J'étais seul dans la salle avec mon service de protection. Je me suis soudain assoupi. D'ennui. C'est un bruit très inquiétant qui m'a tiré de cet instant paisible. Un cri plutôt, il tenait du ricanement de la hyène, du feulement d'un tigre en rut et d'un son de gorge de Tyrannosaure affamé. J'ai fait un bond et moi-même poussé un cri effrayant. La lumière s'est allumée dans la salle, le projectionniste est entré accompagné d'une ouvreuse aux longues jambes interminables. Elle tenait à bout de bras la valisette contenant le défibrilateur de l'établissement. J'ai lâché l'applique à laquelle je m'étais accroché et d'un geste rassurant, j'ai signifié que la projection pouvait reprendre, que ce n'était qu'un moment d'égarement.


Le rugissement qui m'avait tiré de ma torpeur était censé être celui d'une créature abyssale que je n'ai pas vraiment pu identifier.
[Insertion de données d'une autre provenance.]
//! Per-screen binding over the coordinator.
//!
//! A screen mounts a `Query` for its resource and renders from
//! [`Query::state`]. Cached data is served on the spot; otherwise the query
//! reports `loading` until the foreground fetch settles. State changes are
//! published on a `watch` channel so the view can re-render on completion.

use std::fmt;
use std::sync::Arc;
use std::time::Duration;

use tokio::sync::watch;
use tokio::time::Instant;
use tracing::{debug, warn};

use super::coordinator::{FetchCoordinator, FetchResult, ResolveOptions};
use super::fetch::FetchFn;
use super::registry::PrefetchRegistry;
use crate::error::FetchError;

pub struct QueryState<V> {
    pub data: Option<Arc<V>>,
    /// No data yet and a foreground fetch is running.
    pub loading: bool,
    /// A refresh is running behind data already on screen.
    pub refreshing: bool,
    pub error: Option<FetchError>,
    pub updated_at: Option<Instant>,
}

impl<V> Clone for QueryState<V> {
    fn clone(&self) -> Self {
        Self {
            data: self.data.clone(),
            loading: self.loading,
            refreshing: self.refreshing,
            error: self.error.clone(),
            updated_at: self.updated_at,
        }
    }
}

impl<V> Default for QueryState<V> {
    fn default() -> Self {
        Self {
            data: None,
            loading: false,
            refreshing: false,
            error: None,
            updated_at: None,
        }
    }
}

impl<V> fmt::Debug for QueryState<V> {
    fn fmt(&self, f: &mut fmt::Formatter<'_>) -> fmt::Result {
        f.debug_struct("QueryState")
            .field("has_data", &self.data.is_some())
            .field("loading", &self.loading)
            .field("refreshing", &self.refreshing)
            .field("error", &self.error)
            .finish()
    }
}

impl<V> QueryState<V> {
    /// Neither loading nor refreshing.
    pub fn is_settled(&self) -> bool {
        !self.loading && !self.refreshing
    }
}

pub struct Query<V> {
    key: String,
    fetch: FetchFn<V>,
    ttl: Duration,
    coordinator: FetchCoordinator<V>,
    state: Arc<watch::Sender<QueryState<V>>>,
}

impl<V: Send + Sync + 'static> Query<V> {
    /// Bind a screen to `key`. Must be called from within a tokio runtime.
    pub fn mount(
        coordinator: FetchCoordinator<V>,
        key: impl Into<String>,
        fetch: FetchFn<V>,
        ttl: Duration,
    ) -> Self {
        let key = key.into();
        let cached = coordinator.cache().get(&key);
        let background = cached.is_some();

        let initial = QueryState {
            loading: !background,
            refreshing: background,
            updated_at: cached.as_ref().map(|_| Instant::now()),
            data: cached,
            error: None,
        };
        let (tx, _) = watch::channel(initial);

        let query = Self {
            key,
            fetch,
            ttl,
            coordinator,
            state: Arc::new(tx),
        };
        debug!(key = %query.key, cached = background, "Query mounted");
        query.spawn_reconcile(background);
        query
    }

    /// Bind to a key whose loader lives in `registry`. `None` if unregistered.
    pub fn mount_registered(registry: &PrefetchRegistry<V>, key: &str) -> Option<Self> {
        let Some((fetch, ttl)) = registry.lookup(key) else {
            warn!(key = %key, "Cannot mount query, no loader registered");
            return None;
        };
        Some(Self::mount(registry.coordinator().clone(), key, fetch, ttl))
    }

    pub fn key(&self) -> &str {
        &self.key
    }

    pub fn state(&self) -> QueryState<V> {
        self.state.borrow().clone()
    }

    pub fn data(&self) -> Option<Arc<V>> {
        self.state.borrow().data.clone()
    }

    pub fn subscribe(&self) -> watch::Receiver<QueryState<V>> {
        self.state.subscribe()
    }

    /// Force a network call and update state with the outcome.
    pub async fn refetch(&self) -> FetchResult<V> {
        self.state.send_modify(|s| {
            if s.data.is_some() {
                s.refreshing = true;
            } else {
                s.loading = true;
            }
        });

        let result = self
            .coordinator
            .resolve(&self.key, &self.fetch, self.ttl, ResolveOptions::forced())
            .await;
        Self::apply(&self.state, &result, false);
        result
    }

    /// Drop the cached entry for this key without fetching. What is on
    /// screen stays until the next fetch.
    pub fn invalidate(&self) -> bool {
        self.coordinator.invalidate(&self.key)
    }

    fn spawn_reconcile(&self, background: bool) {
        let coordinator = self.coordinator.clone();
        let fetch = self.fetch.clone();
        let key = self.key.clone();
        let ttl = self.ttl;
        let state = Arc::clone(&self.state);

        tokio::spawn(async move {
            let result = coordinator
                .resolve(&key, &fetch, ttl, ResolveOptions::default())
                .await;
            if let Err(ref e) = result {
                if background {
                    warn!(key = %key, error = %e, "Background refresh failed, keeping rendered data");
                }
            }
            Self::apply(&state, &result, background);
        });
    }

    fn apply(state: &watch::Sender<QueryState<V>>, result: &FetchResult<V>, background: bool) {
        state.send_modify(|s| {
            s.loading = false;
            s.refreshing = false;
            match result {
                Ok(value) => {
                    s.data = Some(Arc::clone(value));
                    s.error = None;
                    s.updated_at = Some(Instant::now());
                }
                // Background failures never disturb what is rendered
                Err(_) if background => {}
                Err(e) => s.error = Some(e.clone()),
            }
        });
    }
}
Elle avait une gueule avec des dents pointus et acérés à la manière d'un piranhas, j'ai même cru entrevoir une langue fourchue de reptile et j'ai en tout cas clairement vu des épaules de catcheur se prolongeant de longs tentacules se terminant par des doigts crochus comme E.T. Elle tenait également de la pieuvre et visiblement les scaphandres des foreurs résistaient à leurs sucs gastriques. A la réflexion, en rentrant chez moi après le film, je me suis qu'il y avait peut-être deux monstres, mais que l'eau trouble et le manque de lumière à ces profondeurs ne permettaient sans doute pas de bien les distinguer l'un de l'autre.
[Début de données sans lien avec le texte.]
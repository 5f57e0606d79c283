//! Prefetch layer: coalesced fetching over the TTL cache.
//!
//! This module provides:
//! - `FetchCoordinator`: cache-first resolution, one in-flight fetch per key
//! - `PrefetchRegistry`: resource key -> loader directory
//! - `HoverScheduler`: cancellable delayed prefetch for hover/idle triggers
//! - `Query`: the per-screen consumption binding

pub mod coordinator;
pub mod fetch;
pub mod query;
pub mod registry;
pub mod scheduler;

pub use coordinator::{FetchCoordinator, FetchResult, Resolution, ResolveOptions};
pub use fetch::{fetch_fn, FetchFn, FetchFuture};
pub use query::{Query, QueryState};
pub use registry::PrefetchRegistry;
pub use scheduler::{HoverScheduler, ScheduledPrefetch};
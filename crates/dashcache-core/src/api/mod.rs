//! REST API client module.
//!
//! This module provides the `ApiClient` for issuing requests authorized by
//! the active session's bearer credential, and for wrapping endpoints as
//! fetch functions for the prefetch registry.

pub mod client;
pub mod error;

pub use client::{ApiClient, CredentialSource};
pub use error::ApiError;
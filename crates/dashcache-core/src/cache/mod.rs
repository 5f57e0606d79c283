//! In-memory TTL cache backing the prefetch layer.
//!
//! This module provides the `TtlCache` store, keyed by resource identifier.
//! Entries are considered fresh while younger than their own TTL; there is
//! no global staleness window. Nothing here is persisted: the cache is
//! rebuilt from fetches on every process start.

pub mod entry;
pub mod store;

pub use entry::{format_age, CacheEntry};
pub use store::TtlCache;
J'aime le cinéma. J'aime y pleurer à chaudes larmes, y rire à gorge déployée, y fulminer en jurant qu'on ne m'y reprendra plus mais également prendre des airs mystérieux et inspiré quand je n'ai pas compris grand chose au film. Aujourd'hui, j'ai voulu me faire peur. J'avais envie de claquer des dents de terreur. Je n'ai pas vraiment eu peur car ce n'est pas moi qui risque de m'amuser à aller forer par 10 000 m de fond, encore moins sans vraiment savoir pour quelle raison. Aucune identification possible par conséquent. J'ai connu tout de même quelques brèves frayeurs, vite maîtrisées cependant. Si je m'accommode depuis quelques années assez facilement des feulements de fauves en rut, je n'ai jamais vécu sereinement le ricanement d'une hyène dans l'obscurité même volontaire d'une salle de spectacle.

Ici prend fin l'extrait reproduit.